Watch Chinese Movies at Home When You Can't Watch a Dragon and Lion Dance Outside

Some cities like the Philippines prohibit mass gatherings because of the pandemic so the tradition of watching Dragon and Lion Performances on the streets is minimal or may be postponed. No worries, there are a  few pages in social media that stream these dances online but if your interest is not the same as one seeing it in person, you can opt-in going to online streaming platforms, like Netflix or Amazon Prime that are readily available in various countries, but local tv stations also program some Chinese movies alongside their schedule. 


Image by mjimages from Pixabay

Here are some well-known Chinese movies you can binge-watch while at home: 

  • Shaolin Soccer
  • Lost in Journey
  • Wing Chun
  • Comrades: Almost a Love Story
  • Crouching Tiger, Hidden Dragon
  • Drunken Master 2
  • Once upon a time in China series
  • Wu Kong 


Wear Red on Lunar New Year

Every New Year celebration there is always a new color to be worn to celebrate the Holiday but in Lunar New Year wearing Red (add a touch of gold) is a tradition for this holiday.  But why Red? You asked.


Photo by Angela Roma from Pexels

Red is a popular color in Chinese culture. It is popular even popular during the Chinese New Year as the color red symbolizes fire and is believed to bring good fortune and ward off evil spirits. You will see lanterns, couplets paper-cuttings and other decorations to be dyed in red.


Make your own Paper Lantern

Another way to show your appreciation during the holiday is to create your own paper lanterns. It doesn’t require too many art skills but surely you can do this as it's pretty easy and only requires a few materials that you will probably see at home or office. You can also recycle old ang pao’s or red envelopes. 


Photo by Michael Guerrero from Pexels

And no, you can’t put candles inside these paper lanterns as they might set fire to your small creations probably best to leave it as it is. Maybe use fairy lights or insert fake, battery-operated candles inside.

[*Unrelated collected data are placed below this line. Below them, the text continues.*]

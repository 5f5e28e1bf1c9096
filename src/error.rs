//! Error types for callcoach.

use crate::agents::AgentKind;
use thiserror::Error;

/// Library-level error type for callcoach operations.
#[derive(Error, Debug)]
pub enum CoachError {
    #[error("Configuration error: {0}")]
    Config(String),

    #[error("Invalid input: {0}")]
    InvalidInput(String),

    #[error("Transcription failed: {0}")]
    Transcription(String),

    #[error("Agent {agent} failed: {reason}")]
    AgentFailure { agent: AgentKind, reason: String },

    #[error("Analysis unavailable: {0}")]
    PipelineFailure(String),

    #[error("IO error: {0}")]
    Io(#[from] std::io::Error),

    #[error("JSON error: {0}")]
    Json(#[from] serde_json::Error),

    #[error("TOML parse error: {0}")]
    TomlParse(#[from] toml::de::Error),

    #[error("HTTP error: {0}")]
    Http(#[from] reqwest::Error),

    #[error("OpenAI API error: {0}")]
    OpenAI(String),
}

impl CoachError {
    /// Pipeline stage this error belongs to, for user-facing error reports.
    pub fn stage(&self) -> &'static str {
        match self {
            CoachError::InvalidInput(_) => "input",
            CoachError::Transcription(_) => "transcription",
            CoachError::AgentFailure { .. } => "agents",
            CoachError::PipelineFailure(_) => "pipeline",
            CoachError::Config(_) | CoachError::TomlParse(_) => "config",
            CoachError::OpenAI(_) | CoachError::Http(_) => "upstream",
            CoachError::Io(_) | CoachError::Json(_) => "internal",
        }
    }

    /// Whether the error aborts the whole analysis (as opposed to degrading one agent).
    pub fn is_fatal(&self) -> bool {
        !matches!(self, CoachError::AgentFailure { .. })
    }
}

/// Result type alias for callcoach operations.
pub type Result<T> = std::result::Result<T, CoachError>;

Materials you’ll need to create Paper lanterns:

  • Paper
  • Scissors
  • Stapler and/or Tape
  • Glue
  • Ruler
  • Pen 


Here are some videos you can watch on making your own Lunar New Year decorations:

5 DIY decorations for Lunar Chinese New year

Chinese Lantern | DIY Home decors | Papercraft ideas | Room decoration | Simple Wall hangings

賀年摺紙| DIY Chinese New Year Red Packet Decor | Easy Angpow Lantern


No matter how you celebrate your holidays, what’s important is we greet each new year with the hope of good fortune to our family and friends.